(INFORMATION SUPPLIED Opens)
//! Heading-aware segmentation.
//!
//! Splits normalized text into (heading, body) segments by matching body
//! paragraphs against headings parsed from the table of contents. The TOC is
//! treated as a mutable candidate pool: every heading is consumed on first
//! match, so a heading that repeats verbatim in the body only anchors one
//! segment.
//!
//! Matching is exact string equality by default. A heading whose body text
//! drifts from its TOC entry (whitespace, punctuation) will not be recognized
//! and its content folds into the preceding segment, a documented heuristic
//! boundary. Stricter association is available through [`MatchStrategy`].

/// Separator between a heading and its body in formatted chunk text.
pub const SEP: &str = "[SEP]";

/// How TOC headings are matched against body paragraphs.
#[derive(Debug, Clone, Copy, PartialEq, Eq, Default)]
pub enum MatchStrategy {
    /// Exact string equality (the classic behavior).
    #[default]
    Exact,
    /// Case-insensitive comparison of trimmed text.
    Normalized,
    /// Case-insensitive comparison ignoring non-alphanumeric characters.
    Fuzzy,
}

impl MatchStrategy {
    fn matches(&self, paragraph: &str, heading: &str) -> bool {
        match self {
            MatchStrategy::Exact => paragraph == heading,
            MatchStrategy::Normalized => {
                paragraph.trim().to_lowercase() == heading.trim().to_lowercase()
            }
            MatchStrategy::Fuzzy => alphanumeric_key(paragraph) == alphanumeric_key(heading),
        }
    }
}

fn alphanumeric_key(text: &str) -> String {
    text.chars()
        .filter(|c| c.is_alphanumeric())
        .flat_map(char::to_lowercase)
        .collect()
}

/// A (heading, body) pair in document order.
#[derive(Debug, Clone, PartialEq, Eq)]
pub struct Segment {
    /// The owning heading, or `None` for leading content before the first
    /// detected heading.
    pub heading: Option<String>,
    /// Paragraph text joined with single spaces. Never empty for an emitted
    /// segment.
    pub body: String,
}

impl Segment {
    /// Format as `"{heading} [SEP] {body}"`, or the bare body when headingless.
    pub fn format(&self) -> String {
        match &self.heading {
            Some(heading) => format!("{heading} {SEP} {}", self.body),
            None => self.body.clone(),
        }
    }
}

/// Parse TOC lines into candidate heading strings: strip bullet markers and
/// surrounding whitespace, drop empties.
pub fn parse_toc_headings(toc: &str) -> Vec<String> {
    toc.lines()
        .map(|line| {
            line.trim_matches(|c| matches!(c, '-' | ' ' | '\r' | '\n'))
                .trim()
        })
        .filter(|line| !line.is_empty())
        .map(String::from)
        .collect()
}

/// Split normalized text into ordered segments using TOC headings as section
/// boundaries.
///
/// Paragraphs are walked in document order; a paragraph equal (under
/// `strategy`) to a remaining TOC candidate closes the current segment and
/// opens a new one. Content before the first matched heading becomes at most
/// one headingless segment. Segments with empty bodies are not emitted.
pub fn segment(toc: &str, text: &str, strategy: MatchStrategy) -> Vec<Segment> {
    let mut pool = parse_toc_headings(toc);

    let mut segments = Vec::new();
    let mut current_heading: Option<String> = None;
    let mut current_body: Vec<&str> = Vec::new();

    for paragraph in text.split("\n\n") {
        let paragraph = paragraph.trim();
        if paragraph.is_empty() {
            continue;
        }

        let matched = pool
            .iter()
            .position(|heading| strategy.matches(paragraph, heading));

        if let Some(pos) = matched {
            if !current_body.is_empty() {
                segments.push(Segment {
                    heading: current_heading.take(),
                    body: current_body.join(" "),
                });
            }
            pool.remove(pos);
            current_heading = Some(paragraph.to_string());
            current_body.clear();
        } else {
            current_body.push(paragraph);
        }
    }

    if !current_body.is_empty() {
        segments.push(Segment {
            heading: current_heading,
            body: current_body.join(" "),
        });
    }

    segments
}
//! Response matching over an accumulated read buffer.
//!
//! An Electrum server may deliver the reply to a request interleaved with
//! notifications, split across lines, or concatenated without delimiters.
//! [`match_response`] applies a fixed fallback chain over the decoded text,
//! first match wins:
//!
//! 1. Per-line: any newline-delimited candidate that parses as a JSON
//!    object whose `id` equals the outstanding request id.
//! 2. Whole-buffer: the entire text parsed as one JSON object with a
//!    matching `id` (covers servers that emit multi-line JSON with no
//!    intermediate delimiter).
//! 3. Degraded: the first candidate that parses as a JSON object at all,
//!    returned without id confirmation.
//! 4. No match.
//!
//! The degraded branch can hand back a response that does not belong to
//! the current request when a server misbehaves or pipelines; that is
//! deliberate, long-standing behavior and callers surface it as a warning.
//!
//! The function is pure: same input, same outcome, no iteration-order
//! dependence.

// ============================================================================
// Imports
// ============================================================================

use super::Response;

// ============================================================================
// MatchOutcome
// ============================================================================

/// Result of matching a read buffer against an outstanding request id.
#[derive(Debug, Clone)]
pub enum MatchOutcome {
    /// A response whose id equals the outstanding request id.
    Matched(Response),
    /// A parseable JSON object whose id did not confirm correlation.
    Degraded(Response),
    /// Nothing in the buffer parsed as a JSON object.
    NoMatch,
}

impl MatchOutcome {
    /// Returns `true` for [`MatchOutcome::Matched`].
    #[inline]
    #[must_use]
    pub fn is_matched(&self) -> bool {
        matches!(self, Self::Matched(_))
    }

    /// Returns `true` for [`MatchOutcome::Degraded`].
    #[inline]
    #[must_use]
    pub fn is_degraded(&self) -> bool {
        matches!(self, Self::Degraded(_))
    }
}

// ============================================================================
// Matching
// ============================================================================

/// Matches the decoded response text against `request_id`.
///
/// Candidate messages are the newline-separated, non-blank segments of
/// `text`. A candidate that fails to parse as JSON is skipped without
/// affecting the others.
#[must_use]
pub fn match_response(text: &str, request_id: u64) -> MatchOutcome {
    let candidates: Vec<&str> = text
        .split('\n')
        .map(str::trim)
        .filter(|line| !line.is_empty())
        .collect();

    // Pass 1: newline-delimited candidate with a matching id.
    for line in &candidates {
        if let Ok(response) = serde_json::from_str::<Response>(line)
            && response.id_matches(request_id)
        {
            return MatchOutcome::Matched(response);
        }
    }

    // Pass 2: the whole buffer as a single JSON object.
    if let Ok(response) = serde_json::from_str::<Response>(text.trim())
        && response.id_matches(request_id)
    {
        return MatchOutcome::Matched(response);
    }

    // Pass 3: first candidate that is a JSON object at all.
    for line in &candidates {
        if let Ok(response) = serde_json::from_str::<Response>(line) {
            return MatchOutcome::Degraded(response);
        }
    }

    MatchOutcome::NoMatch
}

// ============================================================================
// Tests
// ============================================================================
(INFORMATION SUPPLIED Closes)
(INFORMATION SUPPLIED Opens)
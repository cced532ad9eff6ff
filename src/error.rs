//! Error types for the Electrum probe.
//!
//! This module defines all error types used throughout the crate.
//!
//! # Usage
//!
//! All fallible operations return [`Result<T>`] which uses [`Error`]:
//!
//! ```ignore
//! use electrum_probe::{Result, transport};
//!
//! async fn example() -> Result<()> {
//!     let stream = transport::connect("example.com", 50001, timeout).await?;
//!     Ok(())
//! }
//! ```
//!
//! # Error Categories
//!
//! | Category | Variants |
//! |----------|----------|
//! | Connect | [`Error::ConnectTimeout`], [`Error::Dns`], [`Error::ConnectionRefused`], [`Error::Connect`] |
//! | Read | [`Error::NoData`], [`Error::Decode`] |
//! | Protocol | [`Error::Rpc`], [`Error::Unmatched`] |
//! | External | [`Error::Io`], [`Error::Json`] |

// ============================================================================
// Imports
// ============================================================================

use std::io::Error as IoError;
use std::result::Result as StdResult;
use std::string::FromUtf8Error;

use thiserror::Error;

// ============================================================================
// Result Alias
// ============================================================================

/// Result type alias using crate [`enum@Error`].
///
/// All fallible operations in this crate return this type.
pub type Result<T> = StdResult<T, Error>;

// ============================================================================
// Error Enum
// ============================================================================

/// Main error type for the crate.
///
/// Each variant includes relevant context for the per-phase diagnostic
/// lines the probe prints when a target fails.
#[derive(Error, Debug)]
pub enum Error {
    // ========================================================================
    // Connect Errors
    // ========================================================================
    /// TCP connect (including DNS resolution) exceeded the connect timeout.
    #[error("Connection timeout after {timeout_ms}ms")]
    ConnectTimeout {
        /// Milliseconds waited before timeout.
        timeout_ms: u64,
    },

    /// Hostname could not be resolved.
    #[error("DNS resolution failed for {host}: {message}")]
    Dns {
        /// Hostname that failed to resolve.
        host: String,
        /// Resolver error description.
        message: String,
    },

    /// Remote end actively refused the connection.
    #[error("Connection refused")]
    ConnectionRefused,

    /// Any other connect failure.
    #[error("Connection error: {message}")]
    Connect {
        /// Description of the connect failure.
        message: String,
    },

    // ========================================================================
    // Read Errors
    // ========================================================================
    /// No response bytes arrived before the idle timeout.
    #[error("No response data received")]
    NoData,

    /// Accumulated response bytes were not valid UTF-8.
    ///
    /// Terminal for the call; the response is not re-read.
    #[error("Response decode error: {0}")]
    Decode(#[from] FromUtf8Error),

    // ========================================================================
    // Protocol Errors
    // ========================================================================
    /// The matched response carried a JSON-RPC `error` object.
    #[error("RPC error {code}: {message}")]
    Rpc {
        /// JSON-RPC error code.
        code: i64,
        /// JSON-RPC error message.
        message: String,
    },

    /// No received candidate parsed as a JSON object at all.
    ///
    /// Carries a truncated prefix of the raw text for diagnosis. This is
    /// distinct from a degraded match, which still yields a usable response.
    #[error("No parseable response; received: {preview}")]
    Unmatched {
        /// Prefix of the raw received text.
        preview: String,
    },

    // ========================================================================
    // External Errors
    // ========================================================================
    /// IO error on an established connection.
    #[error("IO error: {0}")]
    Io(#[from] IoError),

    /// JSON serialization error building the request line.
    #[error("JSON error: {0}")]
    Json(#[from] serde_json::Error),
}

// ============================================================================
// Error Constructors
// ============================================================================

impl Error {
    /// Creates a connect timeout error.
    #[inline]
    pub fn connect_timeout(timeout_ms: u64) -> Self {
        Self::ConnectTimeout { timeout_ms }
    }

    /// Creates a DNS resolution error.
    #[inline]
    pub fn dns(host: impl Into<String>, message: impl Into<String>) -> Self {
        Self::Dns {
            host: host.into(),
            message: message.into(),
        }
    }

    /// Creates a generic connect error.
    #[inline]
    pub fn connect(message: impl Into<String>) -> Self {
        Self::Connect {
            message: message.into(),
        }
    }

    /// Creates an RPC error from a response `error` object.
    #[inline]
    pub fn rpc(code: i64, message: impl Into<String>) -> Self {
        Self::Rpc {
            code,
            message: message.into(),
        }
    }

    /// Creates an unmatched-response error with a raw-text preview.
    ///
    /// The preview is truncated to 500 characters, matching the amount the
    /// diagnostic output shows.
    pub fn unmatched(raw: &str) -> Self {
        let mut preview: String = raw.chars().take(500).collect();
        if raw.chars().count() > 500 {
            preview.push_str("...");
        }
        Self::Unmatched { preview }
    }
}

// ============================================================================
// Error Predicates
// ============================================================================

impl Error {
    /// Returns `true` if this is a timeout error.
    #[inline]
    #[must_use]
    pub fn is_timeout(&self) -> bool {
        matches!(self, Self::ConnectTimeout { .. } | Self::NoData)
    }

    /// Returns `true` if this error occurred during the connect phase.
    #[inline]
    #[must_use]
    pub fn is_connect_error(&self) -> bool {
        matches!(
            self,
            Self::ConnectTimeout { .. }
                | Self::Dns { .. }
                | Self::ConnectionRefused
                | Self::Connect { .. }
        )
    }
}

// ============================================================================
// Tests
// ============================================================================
(INFORMATION SUPPLIED Closes)
◆ BRIEF: Whenever the string "pool" shows up in a line of the records, copy that line.

◆ ANSWER TO THIS EXERCISE:
//! treated as a mutable candidate pool: every heading is consumed on first
    let mut pool = parse_toc_headings(toc);
        let matched = pool
            pool.remove(pos);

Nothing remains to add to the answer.